Dataset records Block Start

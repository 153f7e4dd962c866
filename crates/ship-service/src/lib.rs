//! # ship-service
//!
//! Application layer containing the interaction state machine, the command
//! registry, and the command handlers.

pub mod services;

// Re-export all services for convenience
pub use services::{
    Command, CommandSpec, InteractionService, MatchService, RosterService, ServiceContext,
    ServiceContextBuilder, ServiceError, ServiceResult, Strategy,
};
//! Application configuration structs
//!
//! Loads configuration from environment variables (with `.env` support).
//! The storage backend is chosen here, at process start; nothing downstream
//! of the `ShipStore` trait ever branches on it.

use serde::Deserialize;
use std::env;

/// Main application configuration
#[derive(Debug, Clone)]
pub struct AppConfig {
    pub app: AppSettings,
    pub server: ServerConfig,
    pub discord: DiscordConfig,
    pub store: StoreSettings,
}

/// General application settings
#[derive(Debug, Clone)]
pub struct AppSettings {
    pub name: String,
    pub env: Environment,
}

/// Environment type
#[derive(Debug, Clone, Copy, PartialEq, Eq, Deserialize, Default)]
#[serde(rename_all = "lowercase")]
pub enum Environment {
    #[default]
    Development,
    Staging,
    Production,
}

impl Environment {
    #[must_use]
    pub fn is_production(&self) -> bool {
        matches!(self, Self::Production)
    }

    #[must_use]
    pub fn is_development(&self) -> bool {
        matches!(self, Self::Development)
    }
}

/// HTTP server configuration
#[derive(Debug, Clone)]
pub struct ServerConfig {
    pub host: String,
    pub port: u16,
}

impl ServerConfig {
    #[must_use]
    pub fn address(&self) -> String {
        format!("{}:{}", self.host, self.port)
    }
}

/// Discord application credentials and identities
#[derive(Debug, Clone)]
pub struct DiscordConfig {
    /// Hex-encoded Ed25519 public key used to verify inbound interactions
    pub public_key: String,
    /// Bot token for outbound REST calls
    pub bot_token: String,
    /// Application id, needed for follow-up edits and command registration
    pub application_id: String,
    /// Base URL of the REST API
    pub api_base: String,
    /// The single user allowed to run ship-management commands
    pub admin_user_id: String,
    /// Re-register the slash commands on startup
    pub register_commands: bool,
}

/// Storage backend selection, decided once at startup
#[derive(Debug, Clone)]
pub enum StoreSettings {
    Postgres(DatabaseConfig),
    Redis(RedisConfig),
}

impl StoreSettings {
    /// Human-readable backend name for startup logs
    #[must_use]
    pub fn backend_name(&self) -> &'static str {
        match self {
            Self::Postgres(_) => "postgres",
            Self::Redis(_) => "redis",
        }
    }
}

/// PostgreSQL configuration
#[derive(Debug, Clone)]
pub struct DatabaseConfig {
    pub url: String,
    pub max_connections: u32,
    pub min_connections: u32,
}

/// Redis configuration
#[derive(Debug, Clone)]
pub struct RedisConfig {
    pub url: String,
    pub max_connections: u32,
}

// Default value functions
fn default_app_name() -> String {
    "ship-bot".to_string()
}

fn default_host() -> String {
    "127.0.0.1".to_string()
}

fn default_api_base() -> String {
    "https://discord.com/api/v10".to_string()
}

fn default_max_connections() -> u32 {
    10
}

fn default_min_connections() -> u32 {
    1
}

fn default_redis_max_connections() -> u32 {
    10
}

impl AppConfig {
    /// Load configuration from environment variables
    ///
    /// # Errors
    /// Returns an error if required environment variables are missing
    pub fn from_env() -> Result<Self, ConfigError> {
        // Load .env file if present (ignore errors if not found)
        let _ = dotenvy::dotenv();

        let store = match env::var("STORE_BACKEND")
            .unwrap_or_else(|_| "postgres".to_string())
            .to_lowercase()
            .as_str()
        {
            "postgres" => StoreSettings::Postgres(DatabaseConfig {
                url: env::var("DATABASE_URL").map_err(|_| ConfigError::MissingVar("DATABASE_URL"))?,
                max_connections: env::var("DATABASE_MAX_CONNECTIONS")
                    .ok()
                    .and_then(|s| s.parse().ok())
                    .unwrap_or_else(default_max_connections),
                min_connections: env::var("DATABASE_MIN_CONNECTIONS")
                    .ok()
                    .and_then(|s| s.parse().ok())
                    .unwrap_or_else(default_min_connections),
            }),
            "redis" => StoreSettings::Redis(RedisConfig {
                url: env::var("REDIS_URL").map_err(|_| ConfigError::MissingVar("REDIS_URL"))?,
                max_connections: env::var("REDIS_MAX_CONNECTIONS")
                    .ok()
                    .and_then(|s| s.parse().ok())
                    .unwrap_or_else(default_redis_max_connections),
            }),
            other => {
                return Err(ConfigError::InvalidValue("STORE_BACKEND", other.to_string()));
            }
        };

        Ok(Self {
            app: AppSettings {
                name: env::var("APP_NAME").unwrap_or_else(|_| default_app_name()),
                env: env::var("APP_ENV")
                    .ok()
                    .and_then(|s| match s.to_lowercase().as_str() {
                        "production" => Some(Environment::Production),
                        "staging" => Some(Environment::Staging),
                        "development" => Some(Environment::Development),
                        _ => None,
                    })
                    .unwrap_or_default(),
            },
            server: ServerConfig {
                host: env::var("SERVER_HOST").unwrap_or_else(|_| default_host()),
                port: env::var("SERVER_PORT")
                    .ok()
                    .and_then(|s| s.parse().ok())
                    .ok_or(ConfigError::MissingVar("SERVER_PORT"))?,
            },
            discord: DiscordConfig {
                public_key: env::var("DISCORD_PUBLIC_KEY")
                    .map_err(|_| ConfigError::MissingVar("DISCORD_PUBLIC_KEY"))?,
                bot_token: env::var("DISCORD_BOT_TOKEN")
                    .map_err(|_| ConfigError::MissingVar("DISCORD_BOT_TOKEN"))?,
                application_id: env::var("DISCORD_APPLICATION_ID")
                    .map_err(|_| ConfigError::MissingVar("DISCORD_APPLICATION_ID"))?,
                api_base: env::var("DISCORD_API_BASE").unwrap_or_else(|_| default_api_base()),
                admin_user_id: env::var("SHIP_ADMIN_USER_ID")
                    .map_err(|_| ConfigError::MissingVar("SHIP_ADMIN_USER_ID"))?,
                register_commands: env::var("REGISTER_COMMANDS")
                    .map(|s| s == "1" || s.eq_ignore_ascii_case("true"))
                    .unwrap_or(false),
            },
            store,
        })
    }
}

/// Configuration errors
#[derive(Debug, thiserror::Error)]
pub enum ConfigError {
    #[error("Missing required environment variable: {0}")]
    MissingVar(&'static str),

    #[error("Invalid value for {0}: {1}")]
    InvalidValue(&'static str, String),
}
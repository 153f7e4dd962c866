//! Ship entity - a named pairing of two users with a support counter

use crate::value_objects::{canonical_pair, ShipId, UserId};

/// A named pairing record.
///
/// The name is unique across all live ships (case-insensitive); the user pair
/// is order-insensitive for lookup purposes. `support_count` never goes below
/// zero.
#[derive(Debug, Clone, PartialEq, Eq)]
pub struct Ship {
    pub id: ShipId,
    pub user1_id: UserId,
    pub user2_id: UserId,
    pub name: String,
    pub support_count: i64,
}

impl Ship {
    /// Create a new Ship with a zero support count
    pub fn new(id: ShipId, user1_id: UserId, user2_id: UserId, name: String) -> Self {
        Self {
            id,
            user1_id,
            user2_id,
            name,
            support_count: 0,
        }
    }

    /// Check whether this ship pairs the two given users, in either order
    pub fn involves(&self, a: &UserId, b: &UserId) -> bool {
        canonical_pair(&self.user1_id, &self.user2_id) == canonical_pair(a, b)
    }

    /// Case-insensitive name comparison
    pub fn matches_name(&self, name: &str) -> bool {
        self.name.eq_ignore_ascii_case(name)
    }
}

Dataset records Block End

Your task: Copy down the material above exactly as it is.

Response box:
repository 153f7e4dd962c866
filename crates/ship-service/src/lib.rs
//! # ship-service
//!
//! Application layer containing the interaction state machine, the command
//! registry, and the command handlers.

pub mod services;

// Re-export all services for convenience
pub use services::{
    Command, CommandSpec, InteractionService, MatchService, RosterService, ServiceContext,
    ServiceContextBuilder, ServiceError, ServiceResult, Strategy,
};
//! Application configuration structs
//!
//! Loads configuration from environment variables (with `.env` support).
//! The storage backend is chosen here, at process start; nothing downstream
//! of the `ShipStore` trait ever branches on it.

use serde::Deserialize;
use std::env;

/// Main application configuration
#[derive(Debug, Clone)]
pub struct AppConfig {
    pub app: AppSettings,
    pub server: ServerConfig,
    pub discord: DiscordConfig,
    pub store: StoreSettings,
}

/// General application settings
#[derive(Debug, Clone)]
pub struct AppSettings {
    pub name: String,
    pub env: Environment,
}

/// Environment type
#[derive(Debug, Clone, Copy, PartialEq, Eq, Deserialize, Default)]
#[serde(rename_all = "lowercase")]
pub enum Environment {
    #[default]
    Development,
    Staging,
    Production,
}

impl Environment {
    #[must_use]
    pub fn is_production(&self) -> bool {
        matches!(self, Self::Production)
    }

    #[must_use]
    pub fn is_development(&self) -> bool {
        matches!(self, Self::Development)
    }
}

/// HTTP server configuration
#[derive(Debug, Clone)]
pub struct ServerConfig {
    pub host: String,
    pub port: u16,
}

impl ServerConfig {
    #[must_use]
    pub fn address(&self) -> String {
        format!("{}:{}", self.host, self.port)
    }
}

/// Discord application credentials and identities
#[derive(Debug, Clone)]
pub struct DiscordConfig {
    /// Hex-encoded Ed25519 public key used to verify inbound interactions
    pub public_key: String,
    /// Bot token for outbound REST calls
    pub bot_token: String,
    /// Application id, needed for follow-up edits and command registration
    pub application_id: String,
    /// Base URL of the REST API
    pub api_base: String,
    /// The single user allowed to run ship-management commands
    pub admin_user_id: String,
    /// Re-register the slash commands on startup
    pub register_commands: bool,
}

/// Storage backend selection, decided once at startup
#[derive(Debug, Clone)]
pub enum StoreSettings {
    Postgres(DatabaseConfig),
    Redis(RedisConfig),
}

impl StoreSettings {
    /// Human-readable backend name for startup logs
    #[must_use]
    pub fn backend_name(&self) -> &'static str {
        match self {
            Self::Postgres(_) => "postgres",
            Self::Redis(_) => "redis",
        }
    }
}

/// PostgreSQL configuration
#[derive(Debug, Clone)]
pub struct DatabaseConfig {
    pub url: String,
    pub max_connections: u32,
    pub min_connections: u32,
}

/// Redis configuration
#[derive(Debug, Clone)]
pub struct RedisConfig {
    pub url: String,
    pub max_connections: u32,
}

// Default value functions
fn default_app_name() -> String {
    "ship-bot".to_string()
}

fn default_host() -> String {
    "127.0.0.1".to_string()
}

fn default_api_base() -> String {
    "https://discord.com/api/v10".to_string()
}

fn default_max_connections() -> u32 {
    10
}

fn default_min_connections() -> u32 {
    1
}

fn default_redis_max_connections() -> u32 {
    10
}

impl AppConfig {
    /// Load configuration from environment variables
    ///
    /// # Errors
    /// Returns an error if required environment variables are missing
    pub fn from_env() -> Result<Self, ConfigError> {
        // Load .env file if present (ignore errors if not found)
        let _ = dotenvy::dotenv();

        let store = match env::var("STORE_BACKEND")
            .unwrap_or_else(|_| "postgres".to_string())
            .to_lowercase()
            .as_str()
        {
            "postgres" => StoreSettings::Postgres(DatabaseConfig {
                url: env::var("DATABASE_URL").map_err(|_| ConfigError::MissingVar("DATABASE_URL"))?,
                max_connections: env::var("DATABASE_MAX_CONNECTIONS")
                    .ok()
                    .and_then(|s| s.parse().ok())
                    .unwrap_or_else(default_max_connections),
                min_connections: env::var("DATABASE_MIN_CONNECTIONS")
                    .ok()
                    .and_then(|s| s.parse().ok())
                    .unwrap_or_else(default_min_connections),
            }),
            "redis" => StoreSettings::Redis(RedisConfig {
                url: env::var("REDIS_URL").map_err(|_| ConfigError::MissingVar("REDIS_URL"))?,
                max_connections: env::var("REDIS_MAX_CONNECTIONS")
                    .ok()
                    .and_then(|s| s.parse().ok())
                    .unwrap_or_else(default_redis_max_connections),
            }),
            other => {
                return Err(ConfigError::InvalidValue("STORE_BACKEND", other.to_string()));
            }
        };

        Ok(Self {
            app: AppSettings {
                name: env::var("APP_NAME").unwrap_or_else(|_| default_app_name()),
                env: env::var("APP_ENV")
                    .ok()
                    .and_then(|s| match s.to_lowercase().as_str() {
                        "production" => Some(Environment::Production),
                        "staging" => Some(Environment::Staging),
                        "development" => Some(Environment::Development),
                        _ => None,
                    })
                    .unwrap_or_default(),
            },
            server: ServerConfig {
                host: env::var("SERVER_HOST").unwrap_or_else(|_| default_host()),
                port: env::var("SERVER_PORT")
                    .ok()
                    .and_then(|s| s.parse().ok())
                    .ok_or(ConfigError::MissingVar("SERVER_PORT"))?,
            },
            discord: DiscordConfig {
                public_key: env::var("DISCORD_PUBLIC_KEY")
                    .map_err(|_| ConfigError::MissingVar("DISCORD_PUBLIC_KEY"))?,
                bot_token: env::var("DISCORD_BOT_TOKEN")
                    .map_err(|_| ConfigError::MissingVar("DISCORD_BOT_TOKEN"))?,
                application_id: env::var("DISCORD_APPLICATION_ID")
                    .map_err(|_| ConfigError::MissingVar("DISCORD_APPLICATION_ID"))?,
                api_base: env::var("DISCORD_API_BASE").unwrap_or_else(|_| default_api_base()),
                admin_user_id: env::var("SHIP_ADMIN_USER_ID")
                    .map_err(|_| ConfigError::MissingVar("SHIP_ADMIN_USER_ID"))?,
                register_commands: env::var("REGISTER_COMMANDS")
                    .map(|s| s == "1" || s.eq_ignore_ascii_case("true"))
                    .unwrap_or(false),
            },
            store,
        })
    }
}

/// Configuration errors
#[derive(Debug, thiserror::Error)]
pub enum ConfigError {
    #[error("Missing required environment variable: {0}")]
    MissingVar(&'static str),

    #[error("Invalid value for {0}: {1}")]
    InvalidValue(&'static str, String),
}
repository 153f7e4dd962c866
//! Ship entity - a named pairing of two users with a support counter

use crate::value_objects::{canonical_pair, ShipId, UserId};

/// A named pairing record.
///
/// The name is unique across all live ships (case-insensitive); the user pair
/// is order-insensitive for lookup purposes. `support_count` never goes below
/// zero.
#[derive(Debug, Clone, PartialEq, Eq)]
pub struct Ship {
    pub id: ShipId,
    pub user1_id: UserId,
    pub user2_id: UserId,
    pub name: String,
    pub support_count: i64,
}

impl Ship {
    /// Create a new Ship with a zero support count
    pub fn new(id: ShipId, user1_id: UserId, user2_id: UserId, name: String) -> Self {
        Self {
            id,
            user1_id,
            user2_id,
            name,
            support_count: 0,
        }
    }

    /// Check whether this ship pairs the two given users, in either order
    pub fn involves(&self, a: &UserId, b: &UserId) -> bool {
        canonical_pair(&self.user1_id, &self.user2_id) == canonical_pair(a, b)
    }

    /// Case-insensitive name comparison
    pub fn matches_name(&self, name: &str) -> bool {
        self.name.eq_ignore_ascii_case(name)
    }
}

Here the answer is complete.